Huai Yot (ห้วยยอด, /th/) is a district (amphoe) in the northern part of Trang province, Thailand.

==Geography==
Neighboring districts are (from the north clockwise): Ratsada of Trang Province; Thung Song of Nakhon Si Thammarat province; Pa Phayom and Si Banphot of Phatthalung province; Mueang Trang and Wang Wiset of Trang Province; and Bang Khan of Nakhon Si Thammarat province.

==History==
Originally named Khao Khao (เขาขาว), it was renamed Huai Yot in 1939.

==Administration==
The district is divided into 16 sub-districts (tambons), which are further subdivided into 133 villages (mubans).
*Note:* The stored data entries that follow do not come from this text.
//! Crate-wide error type
//!
//! Each component defines its own narrow error enum at its boundary
//! (`VectorIndexError`, `ClusterError`, `EmbeddingError`, `MemoryStoreError`);
//! this module unifies them for the facade (C9), the only place a caller
//! needs a single `Result` alias.

#[cfg(feature = "cluster-fallback")]
use crate::cluster::ClusterError;
use crate::embeddings::EmbeddingError;
use crate::memory::MemoryStoreError;
use crate::providers::ProviderError;
use crate::vector::VectorIndexError;

/// Unified error type returned by [`crate::manager::MemoryManager`].
#[non_exhaustive]
#[derive(Debug, thiserror::Error)]
pub enum Error {
    /// Embedding was the wrong shape or contained non-finite values.
    #[error("invalid embedding: {0}")]
    InvalidEmbedding(String),

    /// The configured `ChatProvider`/embedding collaborator failed.
    #[error("provider unavailable: {0}")]
    ProviderUnavailable(String),

    /// The configured `Storage` collaborator failed.
    #[error("storage error: {0}")]
    Storage(String),

    /// Construction-time misconfiguration (unknown storage type, missing
    /// required fields).
    #[error("config error: {0}")]
    Config(String),

    /// An id lookup missed.
    #[error("not found: {0}")]
    NotFound(String),

    /// The facade was initialized twice.
    #[error("already initialized")]
    AlreadyInitialized,

    #[error(transparent)]
    Vector(#[from] VectorIndexError),

    #[cfg(feature = "cluster-fallback")]
    #[error(transparent)]
    Cluster(#[from] ClusterError),

    #[error(transparent)]
    Embedding(#[from] EmbeddingError),

    #[error(transparent)]
    MemoryStore(#[from] MemoryStoreError),
}

impl From<ProviderError> for Error {
    fn from(err: ProviderError) -> Self {
        match err {
            ProviderError::Unavailable(msg) => Error::ProviderUnavailable(msg),
            ProviderError::Storage(msg) => Error::Storage(msg),
            ProviderError::Config(msg) => Error::Config(msg),
        }
    }
}

/// Crate-wide result alias.
pub type Result<T> = std::result::Result<T, Error>;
There are three townships (thesaban tambons): Huai Yot covers parts of tambons Huai Yot and Khao Pun; Na Wong covers parts of tambons Na Wong, Bang Kung, and Wang Khiri; and Lam Phu Ra covers parts of tambon Lam Phu Ra. There are a further 16 tambon administrative organizations (TAO).
| | |
| No. | Name | Thai name | Villages | Pop. | |
| 1. | Huai Yot | ห้วยยอด | 5 | 11,377 | |
| 2. | Nong Chang Laen | หนองช้างแล่น | 12 | 7,795 | |
| 5. | Bang Di | บางดี | 12 | 7,679 | |
| 6. | Bang Kung | บางกุ้ง | 9 | 5,317 | |
| 7. | Khao Kop | เขากอบ | 12 | 7,894 | |
| 8. | Khao Khao | เขาขาว | 7 | 3,797 | |
| 9. | Khao Pun | เขาปูน | 7 | 4,791 | |
| 10. | Pak Chaem | ปากแจ่ม | 7 | 4,927 | |
| 11. | Pak Khom | ปากคม | 7 | 3,438 | |
| 14. | Tha Ngio | ท่างิ้ว | 8 | 4,557 | |
| 15. | Lamphu Ra | ลำภูรา | 10 | 5,709 | |
| 16. | Na Wong | นาวง | 11 | 6,504 | |
| 17. | Huai Nang | ห้วยนาง | 8 | 5,710 | |
| 19. | Nai Tao | ในเตา | 4 | 2,704 | |
| 20. | Thung To | ทุ่งต่อ | 8 | 3,738 | |
| 21. | Wang Khiri | วังคีรี | 6 | 4,324 | |
Missing numbers are tambons which now form Ratsada District.